◆ Entries shown ◆
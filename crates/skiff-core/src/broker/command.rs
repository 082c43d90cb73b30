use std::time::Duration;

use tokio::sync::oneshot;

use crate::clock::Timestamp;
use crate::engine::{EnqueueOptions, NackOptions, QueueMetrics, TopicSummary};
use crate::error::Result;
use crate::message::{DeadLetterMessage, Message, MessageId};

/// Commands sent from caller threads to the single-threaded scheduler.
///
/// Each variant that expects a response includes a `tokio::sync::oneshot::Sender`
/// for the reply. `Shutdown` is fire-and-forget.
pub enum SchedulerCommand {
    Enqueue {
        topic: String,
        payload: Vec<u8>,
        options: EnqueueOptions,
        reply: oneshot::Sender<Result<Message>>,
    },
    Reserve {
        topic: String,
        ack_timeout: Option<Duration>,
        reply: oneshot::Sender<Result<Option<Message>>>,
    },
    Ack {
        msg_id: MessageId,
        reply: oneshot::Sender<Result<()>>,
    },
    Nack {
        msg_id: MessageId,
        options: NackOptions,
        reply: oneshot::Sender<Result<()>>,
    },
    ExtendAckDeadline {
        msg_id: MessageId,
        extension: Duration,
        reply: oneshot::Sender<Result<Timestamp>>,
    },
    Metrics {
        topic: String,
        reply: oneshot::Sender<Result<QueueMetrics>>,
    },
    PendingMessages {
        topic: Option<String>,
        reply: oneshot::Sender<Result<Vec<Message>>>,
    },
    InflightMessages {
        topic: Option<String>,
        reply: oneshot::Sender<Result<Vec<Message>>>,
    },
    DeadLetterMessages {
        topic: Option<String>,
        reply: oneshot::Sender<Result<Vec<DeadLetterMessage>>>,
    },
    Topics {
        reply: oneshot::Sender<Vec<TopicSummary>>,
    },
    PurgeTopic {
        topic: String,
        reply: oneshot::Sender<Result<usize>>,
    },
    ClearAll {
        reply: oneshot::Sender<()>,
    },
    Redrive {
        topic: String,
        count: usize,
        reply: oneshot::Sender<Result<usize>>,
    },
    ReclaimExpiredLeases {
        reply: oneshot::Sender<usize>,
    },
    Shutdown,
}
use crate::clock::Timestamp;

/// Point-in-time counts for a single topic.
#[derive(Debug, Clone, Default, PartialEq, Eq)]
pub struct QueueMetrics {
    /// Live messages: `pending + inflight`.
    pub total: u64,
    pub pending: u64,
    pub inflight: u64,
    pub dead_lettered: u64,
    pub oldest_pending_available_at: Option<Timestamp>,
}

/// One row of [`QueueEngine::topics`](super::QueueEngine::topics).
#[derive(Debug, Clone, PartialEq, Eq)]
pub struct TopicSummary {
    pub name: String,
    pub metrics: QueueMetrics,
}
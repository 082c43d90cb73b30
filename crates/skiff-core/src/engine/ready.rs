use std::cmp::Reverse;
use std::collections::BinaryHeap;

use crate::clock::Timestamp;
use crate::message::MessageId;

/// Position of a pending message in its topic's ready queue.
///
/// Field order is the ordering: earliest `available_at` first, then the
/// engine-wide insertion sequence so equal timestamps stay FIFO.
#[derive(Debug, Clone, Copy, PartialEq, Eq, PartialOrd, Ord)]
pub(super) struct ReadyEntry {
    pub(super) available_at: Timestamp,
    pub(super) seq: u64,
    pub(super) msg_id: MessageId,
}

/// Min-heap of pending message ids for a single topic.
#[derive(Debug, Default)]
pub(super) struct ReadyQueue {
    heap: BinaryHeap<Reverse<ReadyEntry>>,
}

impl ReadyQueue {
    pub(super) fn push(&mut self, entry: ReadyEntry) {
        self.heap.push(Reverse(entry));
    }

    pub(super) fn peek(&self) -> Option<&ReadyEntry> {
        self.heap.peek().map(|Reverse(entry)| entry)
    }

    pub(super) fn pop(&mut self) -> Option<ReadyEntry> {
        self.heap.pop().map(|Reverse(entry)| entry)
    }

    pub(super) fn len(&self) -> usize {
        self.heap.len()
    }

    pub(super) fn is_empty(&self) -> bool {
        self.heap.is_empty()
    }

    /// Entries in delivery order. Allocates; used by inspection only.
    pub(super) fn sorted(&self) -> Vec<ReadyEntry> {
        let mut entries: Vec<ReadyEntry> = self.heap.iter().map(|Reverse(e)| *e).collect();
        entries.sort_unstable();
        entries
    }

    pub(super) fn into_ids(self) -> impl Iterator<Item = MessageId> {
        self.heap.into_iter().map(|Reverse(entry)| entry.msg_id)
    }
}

◆ Work to complete ◆
With the line holding "timestamps stay FIFO." as the first and the line holding "self.heap.into_iter().map(|Reverse(entry)| entry.msg_id)" as the last, please transcribe exactly the lines of the material above in that range and nothing else.

◆ Problem solution ◆
/// engine-wide insertion sequence so equal timestamps stay FIFO.
#[derive(Debug, Clone, Copy, PartialEq, Eq, PartialOrd, Ord)]
pub(super) struct ReadyEntry {
    pub(super) available_at: Timestamp,
    pub(super) seq: u64,
    pub(super) msg_id: MessageId,
}

/// Min-heap of pending message ids for a single topic.
#[derive(Debug, Default)]
pub(super) struct ReadyQueue {
    heap: BinaryHeap<Reverse<ReadyEntry>>,
}

impl ReadyQueue {
    pub(super) fn push(&mut self, entry: ReadyEntry) {
        self.heap.push(Reverse(entry));
    }

    pub(super) fn peek(&self) -> Option<&ReadyEntry> {
        self.heap.peek().map(|Reverse(entry)| entry)
    }

    pub(super) fn pop(&mut self) -> Option<ReadyEntry> {
        self.heap.pop().map(|Reverse(entry)| entry)
    }

    pub(super) fn len(&self) -> usize {
        self.heap.len()
    }

    pub(super) fn is_empty(&self) -> bool {
        self.heap.is_empty()
    }

    /// Entries in delivery order. Allocates; used by inspection only.
    pub(super) fn sorted(&self) -> Vec<ReadyEntry> {
        let mut entries: Vec<ReadyEntry> = self.heap.iter().map(|Reverse(e)| *e).collect();
        entries.sort_unstable();
        entries
    }

    pub(super) fn into_ids(self) -> impl Iterator<Item = MessageId> {
        self.heap.into_iter().map(|Reverse(entry)| entry.msg_id)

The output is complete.